Detailed description
Postoperative nausea and vomiting (PONV) is a serious problem complicating surgery. PONV has an overall incidence of 30% and a 70% incidence in high-risk patients. PONV yields unplanned hospital admission, pulmonary aspiration, esophageal rupture, electrolyte abnormalities, dehydration, and delayed discharge from the postanesthesia care unit (PACU). Additional use of resources costs the health care industry hundreds of millions of dollars annually.
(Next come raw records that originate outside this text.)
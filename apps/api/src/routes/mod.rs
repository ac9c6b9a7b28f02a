pub mod health;

use axum::{routing::get, Router};

use crate::resumes::handlers;
use crate::state::AppState;
use crate::templates::handlers::handle_list_templates;

fn api_routes() -> Router<AppState> {
    Router::new()
        .route(
            "/resumes",
            get(handlers::handle_list).post(handlers::handle_create),
        )
        .route(
            "/resumes/:id",
            get(handlers::handle_get)
                .put(handlers::handle_update)
                .delete(handlers::handle_delete),
        )
        .route("/templates", get(handle_list_templates))
}

pub fn build_router(state: AppState) -> Router {
    let api = api_routes();
    Router::new()
        .route("/health", get(health::health_handler))
        .merge(api.clone())
        .nest("/api", api)
        .with_state(state)
}
use axum::{
    http::StatusCode,
    response::{IntoResponse, Response},
    Json,
};
use serde::Serialize;
use serde_json::json;
use thiserror::Error;
use validator::ValidationErrors;

use crate::resumes::validation::{flatten_errors, FieldError};

/// Shared by every "absent or not yours" outcome so the two cases stay indistinguishable.
pub const NOT_FOUND_MESSAGE: &str = "Resume not found or access denied";

/// Application-level error type.
/// Implements `IntoResponse` so Axum handlers can return `Result<T, AppError>`.
#[derive(Debug, Error)]
pub enum AppError {
    #[error("Not found")]
    NotFound,

    /// Every violated field, shape and content alike, sorted by path.
    #[error("Validation failed")]
    Validation(Vec<FieldError>),

    #[error("Bad request: {0}")]
    BadRequest(String),

    #[error("Unauthorized")]
    Unauthorized,

    #[error("Database error: {0}")]
    Database(#[from] sqlx::Error),

    #[error("Internal server error: {0}")]
    Internal(#[from] anyhow::Error),
}

impl From<ValidationErrors> for AppError {
    fn from(errors: ValidationErrors) -> Self {
        AppError::Validation(flatten_errors(&errors))
    }
}

#[derive(Serialize)]
struct ErrorBody {
    code: &'static str,
    message: String,
    #[serde(skip_serializing_if = "Option::is_none")]
    details: Option<Vec<FieldError>>,
}

impl IntoResponse for AppError {
    fn into_response(self) -> Response {
        let (status, code, message, details) = match &self {
            AppError::NotFound => (
                StatusCode::NOT_FOUND,
                "NOT_FOUND",
                NOT_FOUND_MESSAGE.to_string(),
                None,
            ),
            AppError::Validation(errors) => (
                StatusCode::BAD_REQUEST,
                "VALIDATION_ERROR",
                "Request validation failed".to_string(),
                Some(errors.clone()),
            ),
            AppError::BadRequest(msg) => (StatusCode::BAD_REQUEST, "BAD_REQUEST", msg.clone(), None),
            AppError::Unauthorized => (
                StatusCode::UNAUTHORIZED,
                "UNAUTHORIZED",
                "Authentication required".to_string(),
                None,
            ),
            AppError::Database(e) => {
                tracing::error!("Database error: {e}");
                (
                    StatusCode::INTERNAL_SERVER_ERROR,
                    "DATABASE_ERROR",
                    "A database error occurred".to_string(),
                    None,
                )
            }
            AppError::Internal(e) => {
                tracing::error!("Internal error: {e:?}");
                (
                    StatusCode::INTERNAL_SERVER_ERROR,
                    "INTERNAL_ERROR",
                    "An internal server error occurred".to_string(),
                    None,
                )
            }
        };

        let error = ErrorBody {
            code,
            message,
            details,
        };
        let body = Json(json!({ "error": error }));

        (status, body).into_response()
    }
}
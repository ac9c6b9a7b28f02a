pub mod handlers;
pub mod store;
pub mod validation;
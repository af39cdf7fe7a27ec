// Copyright 2026, Jeroen van Erp <jeroen@geeko.me>
// SPDX-License-Identifier: Apache-2.0

//! Point-in-time catalog of the resource types a cluster serves.

use crate::error::{Result, SonarStackError};
use kube::discovery::{ApiResource, Discovery, Scope};
use kube::Client;
use std::collections::HashMap;
use tracing::{debug, info, instrument};

#[derive(Debug, Clone, PartialEq, Eq, Hash)]
struct TypeKey {
    group: String,
    version: String,
    kind: String,
}

impl TypeKey {
    fn new(group: &str, version: &str, kind: &str) -> Self {
        Self {
            group: group.to_string(),
            version: version.to_string(),
            kind: kind.to_string(),
        }
    }
}

/// REST endpoint and scope of one discovered resource type
#[derive(Debug, Clone)]
pub struct ResourceType {
    pub api_resource: ApiResource,
    pub scope: Scope,
}

impl ResourceType {
    pub fn is_namespaced(&self) -> bool {
        self.scope == Scope::Namespaced
    }
}

/// Lookup table from `(group, version, kind)` to the endpoint serving it.
///
/// Built once per run and read-only afterwards. Types added to the cluster later
/// in the run are not visible; build a new catalog instead.
#[derive(Debug, Clone, Default)]
pub struct TypeCatalog {
    types: HashMap<TypeKey, ResourceType>,
}

impl TypeCatalog {
    /// Run a full discovery against the cluster, covering every served version of every group.
    #[instrument(skip(client))]
    pub async fn discover(client: &Client) -> Result<Self> {
        let discovery = Discovery::new(client.clone())
            .run()
            .await
            .map_err(|e| SonarStackError::DiscoveryError(e.to_string()))?;

        let mut resources = vec![];
        for group in discovery.groups() {
            for version in group.versions() {
                for (ar, caps) in group.versioned_resources(version) {
                    debug!("Discovered {} ({}) as {}", ar.kind, ar.api_version, ar.plural);
                    resources.push((ar, caps.scope));
                }
            }
        }

        let catalog = Self::from_resources(resources);
        info!("Discovered {} resource types", catalog.len());
        Ok(catalog)
    }

    /// Build a catalog from an explicit list of resource types
    pub fn from_resources(resources: impl IntoIterator<Item = (ApiResource, Scope)>) -> Self {
        let types = resources
            .into_iter()
            .map(|(api_resource, scope)| {
                let key = TypeKey::new(&api_resource.group, &api_resource.version, &api_resource.kind);
                (key, ResourceType { api_resource, scope })
            })
            .collect();

        Self { types }
    }

    /// Resolve a document's `apiVersion` and `kind` to its endpoint
    pub fn resolve(&self, api_version: &str, kind: &str) -> Result<&ResourceType> {
        let (group, version) = split_api_version(api_version);
        self.types
            .get(&TypeKey::new(group, version, kind))
            .ok_or_else(|| SonarStackError::UnknownType {
                api_version: api_version.to_string(),
                kind: kind.to_string(),
            })
    }

    pub fn len(&self) -> usize {
        self.types.len()
    }

    pub fn is_empty(&self) -> bool {
        self.types.is_empty()
    }
}

/// Split `group/version` into its parts; a bare version belongs to the core group.
pub fn split_api_version(api_version: &str) -> (&str, &str) {
    api_version.split_once('/').unwrap_or(("", api_version))
}
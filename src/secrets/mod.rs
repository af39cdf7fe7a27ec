// Copyright 2026, Jeroen van Erp <jeroen@geeko.me>
// SPDX-License-Identifier: Apache-2.0

//! Externally held secrets (cloud secret store).

pub mod aws;

use crate::error::Result;
use async_trait::async_trait;

pub use aws::AwsSecretStore;

/// A key/value secret store outside the cluster
#[async_trait]
pub trait SecretStore: Send + Sync {
    /// Create a new secret; an existing secret with the same name is an error
    async fn create_secret(&self, name: &str, value: &str, description: &str) -> Result<()>;

    /// Whether the secret exists and is not scheduled for deletion
    async fn secret_exists(&self, name: &str) -> Result<bool>;

    /// Delete the secret without a recovery window.
    /// Returns `false` when there was nothing to delete.
    async fn delete_secret(&self, name: &str) -> Result<bool>;
}
// Copyright 2026, Jeroen van Erp <jeroen@geeko.me>
// SPDX-License-Identifier: Apache-2.0

//! Generic resource creation from decoded manifests

use crate::constants::FIELD_MANAGER;
use crate::error::{Result, SonarStackError};
use crate::kubernetes::TypeCatalog;
use crate::manifest::decode::{decode_all, RawDocument};
use kube::{
    api::{ApiResource, DynamicObject, Patch, PatchParams, PostParams},
    Api, Client, Resource,
};
use serde::{de::DeserializeOwned, Serialize};
use std::fmt::Debug;
use std::path::Path;
use std::sync::Arc;
use tracing::{debug, info, instrument};

/// How objects are submitted to the cluster
#[derive(Debug, Clone, Copy, Default, PartialEq, Eq)]
pub enum ApplyMode {
    /// Plain create; an object that already exists is an error
    #[default]
    Create,
    /// Server-side apply, creating or taking over the object
    Upsert,
}

/// Submit a typed object according to the apply mode
pub async fn submit<K>(api: &Api<K>, obj: &K, mode: ApplyMode) -> Result<K>
where
    K: Resource<DynamicType = ()> + Clone + Serialize + DeserializeOwned + Debug,
{
    submit_as(api, obj, &K::kind(&()), mode).await
}

async fn submit_as<K>(api: &Api<K>, obj: &K, kind: &str, mode: ApplyMode) -> Result<K>
where
    K: Resource + Clone + Serialize + DeserializeOwned + Debug,
{
    let name = obj.meta().name.clone().unwrap_or_default();

    let result = match mode {
        ApplyMode::Create => api.create(&PostParams::default(), obj).await,
        ApplyMode::Upsert => {
            if name.is_empty() {
                return Err(SonarStackError::DecodeError(format!(
                    "{} without metadata.name cannot be upserted",
                    kind
                )));
            }
            let pp = PatchParams::apply(FIELD_MANAGER).force();
            api.patch(&name, &pp, &Patch::Apply(obj)).await
        }
    };

    result.map_err(|source| SonarStackError::ApplyError {
        kind: kind.to_string(),
        name,
        source,
    })
}

/// A document resolved against the type catalog, ready to be created
#[derive(Debug)]
struct PlannedObject {
    api_resource: ApiResource,
    namespace: Option<String>,
    object: DynamicObject,
}

/// Creates the resources described by manifests, in document order
#[derive(Clone)]
pub struct ResourceApplier {
    client: Client,
    catalog: Arc<TypeCatalog>,
    mode: ApplyMode,
}

impl ResourceApplier {
    pub fn new(client: Client, catalog: Arc<TypeCatalog>, mode: ApplyMode) -> Self {
        Self {
            client,
            catalog,
            mode,
        }
    }

    pub fn mode(&self) -> ApplyMode {
        self.mode
    }

    /// Read a manifest file fully and apply it
    pub async fn apply_file(&self, path: &Path, default_namespace: &str) -> Result<usize> {
        let payload = read_manifest(path).await?;
        info!("Applying manifest {}", path.display());
        self.apply(&payload, default_namespace).await
    }

    /// Apply every document of a payload. Returns the number of objects created.
    pub async fn apply(&self, payload: &[u8], default_namespace: &str) -> Result<usize> {
        let documents = decode_all(payload)?;
        self.apply_documents(documents, default_namespace).await
    }

    /// Apply already decoded documents.
    ///
    /// All documents are resolved before the first create: an unknown kind anywhere
    /// in the payload fails it without touching the cluster. Creates then run in
    /// document order and stop at the first failure.
    #[instrument(skip(self, documents), fields(documents = documents.len(), mode = ?self.mode))]
    pub async fn apply_documents(
        &self,
        documents: Vec<RawDocument>,
        default_namespace: &str,
    ) -> Result<usize> {
        let plan = documents
            .into_iter()
            .map(|doc| self.plan(doc, default_namespace))
            .collect::<Result<Vec<_>>>()?;

        for planned in &plan {
            self.submit_planned(planned).await?;
        }

        Ok(plan.len())
    }

    fn plan(&self, mut doc: RawDocument, default_namespace: &str) -> Result<PlannedObject> {
        let resource_type = self.catalog.resolve(doc.api_version(), doc.kind())?;

        let namespace = if resource_type.is_namespaced() {
            let meta = doc.metadata_mut();
            let ns = meta
                .namespace
                .clone()
                .filter(|ns| !ns.is_empty())
                .unwrap_or_else(|| default_namespace.to_string());
            meta.namespace = Some(ns.clone());
            Some(ns)
        } else {
            None
        };

        Ok(PlannedObject {
            api_resource: resource_type.api_resource.clone(),
            namespace,
            object: doc.into_dynamic(),
        })
    }

    async fn submit_planned(&self, planned: &PlannedObject) -> Result<DynamicObject> {
        let ar = &planned.api_resource;
        let api: Api<DynamicObject> = match &planned.namespace {
            Some(ns) => Api::namespaced_with(self.client.clone(), ns, ar),
            None => Api::all_with(self.client.clone(), ar),
        };

        debug!(
            "Submitting {} {} in namespace {:?}",
            ar.kind,
            planned.object.metadata.name.as_deref().unwrap_or_default(),
            planned.namespace
        );

        let created = submit_as(&api, &planned.object, &ar.kind, self.mode).await?;
        info!(
            "{} {} created successfully",
            ar.kind,
            created.metadata.name.as_deref().unwrap_or_default()
        );
        Ok(created)
    }
}

/// Read a manifest file fully into memory
pub async fn read_manifest(path: &Path) -> Result<Vec<u8>> {
    tokio::fs::read(path)
        .await
        .map_err(|source| SonarStackError::IoError {
            path: path.display().to_string(),
            source,
        })
}
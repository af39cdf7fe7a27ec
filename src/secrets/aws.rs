// Copyright 2026, Jeroen van Erp <jeroen@geeko.me>
// SPDX-License-Identifier: Apache-2.0

//! AWS Secrets Manager backend

use crate::config::AuthConfig;
use crate::error::{Result, SonarStackError};
use crate::secrets::SecretStore;
use async_trait::async_trait;
use aws_config::BehaviorVersion;
use aws_sdk_secretsmanager::config::Region;
use aws_sdk_secretsmanager::error::DisplayErrorContext;
use aws_sdk_secretsmanager::operation::delete_secret::DeleteSecretError;
use aws_sdk_secretsmanager::Client;
use tracing::{debug, info, instrument};

/// A secret that is missing or already scheduled for deletion counts as gone.
/// DeleteSecret reports the latter as an invalid request.
fn already_gone(err: &DeleteSecretError) -> bool {
    match err {
        DeleteSecretError::ResourceNotFoundException(_) => true,
        DeleteSecretError::InvalidRequestException(e) => e
            .message()
            .is_some_and(|m| m.contains("marked for deletion")),
        _ => false,
    }
}

pub struct AwsSecretStore {
    client: Client,
}

impl AwsSecretStore {
    /// Build a client for the configured region and, when set, named profile
    pub async fn new(auth: &AuthConfig) -> Self {
        let mut loader =
            aws_config::defaults(BehaviorVersion::latest()).region(Region::new(auth.region.clone()));
        if let Some(profile) = auth.sso_profile.as_deref().filter(|p| !p.is_empty()) {
            debug!("Using AWS profile {}", profile);
            loader = loader.profile_name(profile);
        }

        let sdk_config = loader.load().await;
        Self {
            client: Client::new(&sdk_config),
        }
    }
}

#[async_trait]
impl SecretStore for AwsSecretStore {
    #[instrument(skip(self, value))]
    async fn create_secret(&self, name: &str, value: &str, description: &str) -> Result<()> {
        self.client
            .create_secret()
            .name(name)
            .secret_string(value)
            .description(description)
            .send()
            .await
            .map_err(|e| {
                SonarStackError::SecretStoreError(format!(
                    "Failed to create secret {}: {}",
                    name,
                    DisplayErrorContext(&e)
                ))
            })?;

        info!("AWS secret {} created successfully", name);
        Ok(())
    }

    async fn secret_exists(&self, name: &str) -> Result<bool> {
        match self.client.describe_secret().secret_id(name).send().await {
            Ok(output) => Ok(output.deleted_date().is_none()),
            Err(e)
                if e.as_service_error()
                    .is_some_and(|se| se.is_resource_not_found_exception()) =>
            {
                Ok(false)
            }
            Err(e) => Err(SonarStackError::SecretStoreError(format!(
                "Failed to describe secret {}: {}",
                name,
                DisplayErrorContext(&e)
            ))),
        }
    }

    #[instrument(skip(self))]
    async fn delete_secret(&self, name: &str) -> Result<bool> {
        let result = self
            .client
            .delete_secret()
            .secret_id(name)
            .force_delete_without_recovery(true)
            .send()
            .await;

        match result {
            Ok(_) => {
                info!("Deletion of AWS secret {} requested", name);
                Ok(true)
            }
            Err(e) if e.as_service_error().is_some_and(already_gone) => {
                info!("AWS secret {} does not exist or is already being deleted", name);
                Ok(false)
            }
            Err(e) => Err(SonarStackError::SecretStoreError(format!(
                "Failed to delete secret {}: {}",
                name,
                DisplayErrorContext(&e)
            ))),
        }
    }
}

#[cfg(test)]
mod tests {
    use super::*;
    use aws_sdk_secretsmanager::types::error::{
        InvalidRequestException, ResourceNotFoundException,
    };

    #[test]
    fn test_missing_secret_is_gone() {
        let err = DeleteSecretError::ResourceNotFoundException(
            ResourceNotFoundException::builder()
                .message("Secrets Manager can't find the specified secret.")
                .build(),
        );

        assert!(already_gone(&err));
    }

    #[test]
    fn test_secret_scheduled_for_deletion_is_gone() {
        let err = DeleteSecretError::InvalidRequestException(
            InvalidRequestException::builder()
                .message("You can't perform this operation on the secret because it was marked for deletion.")
                .build(),
        );

        assert!(already_gone(&err));
    }

    #[test]
    fn test_other_invalid_request_is_an_error() {
        let err = DeleteSecretError::InvalidRequestException(
            InvalidRequestException::builder()
                .message("You can't use ForceDeleteWithoutRecovery in conjunction with RecoveryWindowInDays.")
                .build(),
        );

        assert!(!already_gone(&err));
    }
}
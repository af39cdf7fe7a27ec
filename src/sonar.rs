// Copyright 2026, Jeroen van Erp <jeroen@geeko.me>
// SPDX-License-Identifier: Apache-2.0

//! SonarQube analysis token issuance

use crate::constants::sonar;
use crate::error::{Result, SonarStackError};
use async_trait::async_trait;
use serde::Deserialize;
use tracing::{info, instrument};
use url::Url;

/// Response of the `user_tokens/generate` endpoint
#[derive(Debug, Clone, Deserialize)]
#[serde(rename_all = "camelCase")]
pub struct UserToken {
    pub login: String,
    pub name: String,
    #[serde(default)]
    pub created_at: Option<String>,
    #[serde(default)]
    pub expiration_date: Option<String>,
    pub token: String,
    #[serde(rename = "type", default)]
    pub token_type: Option<String>,
}

/// Mints an access token on a deployed SonarQube instance
#[async_trait]
pub trait TokenIssuer: Send + Sync {
    async fn issue_token(&self, host_url: &str) -> Result<String>;
}

/// Build the externally reachable base URL of the SonarQube service
pub fn host_url(transport: &str, address: &str, port: &str) -> Result<String> {
    let raw = format!("{}{}:{}", transport, address, port);
    Url::parse(&raw).map_err(|e| {
        SonarStackError::ConfigError(format!("Invalid SonarQube URL {}: {}", raw, e))
    })?;
    Ok(raw)
}

/// URL of the token generation endpoint, including the token name and type
pub fn token_url(host_url: &str) -> Result<Url> {
    let mut url = Url::parse(host_url)
        .and_then(|base| base.join(sonar::TOKEN_ENDPOINT))
        .map_err(|e| SonarStackError::TokenError(format!("Invalid URL {}: {}", host_url, e)))?;

    url.query_pairs_mut()
        .append_pair("name", sonar::TOKEN_NAME)
        .append_pair("type", sonar::TOKEN_TYPE);
    Ok(url)
}

/// Token issuer talking to the SonarQube web API with the bootstrap admin account.
///
/// The fixed default credentials only work on a freshly installed instance.
pub struct SonarTokenClient {
    http: reqwest::Client,
    user: String,
    password: String,
}

impl SonarTokenClient {
    pub fn new() -> Self {
        Self::with_credentials(sonar::BOOTSTRAP_USER, sonar::BOOTSTRAP_PASSWORD)
    }

    pub fn with_credentials(user: &str, password: &str) -> Self {
        Self {
            http: reqwest::Client::new(),
            user: user.to_string(),
            password: password.to_string(),
        }
    }
}

impl Default for SonarTokenClient {
    fn default() -> Self {
        Self::new()
    }
}

#[async_trait]
impl TokenIssuer for SonarTokenClient {
    #[instrument(skip(self))]
    async fn issue_token(&self, host_url: &str) -> Result<String> {
        let url = token_url(host_url)?;

        let response = self
            .http
            .post(url)
            .basic_auth(&self.user, Some(&self.password))
            .json(&serde_json::json!({}))
            .send()
            .await
            .map_err(|e| SonarStackError::TokenError(format!("Error sending request: {}", e)))?;

        let status = response.status();
        if status != reqwest::StatusCode::OK {
            return Err(SonarStackError::TokenError(format!(
                "Request failed with status code: {}",
                status.as_u16()
            )));
        }

        let token: UserToken = response.json().await.map_err(|e| {
            SonarStackError::TokenError(format!("Error decoding JSON response: {}", e))
        })?;

        info!("Token {} created for {}", token.name, token.login);
        Ok(token.token)
    }
}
Patient satisfaction is greatly improved when PONV is prevented.4 PONV etiology is multifactorial and the treatment is multimodal.
Conditions
Interventions
| Type | Name | Description |
|---|---|---|
| DRUG | Aprepitant | 40mg tablet |
| DRUG | Scopolamine | 1.5 mg patch delivering transdermally in vivo approx. 1.0mg over 3 days |
Timeline
- Start date
- 2008-04-01
- Primary completion
- 2010-03-01
- Completion
- 2010-03-01
- First posted
- 2008-04-16
- Last updated
- 2014-05-15
- Results posted
- 2014-04-29
Locations
1 site across 1 country: United States
Source: ClinicalTrials.gov record NCT00659737. Inclusion in this directory is not an endorsement.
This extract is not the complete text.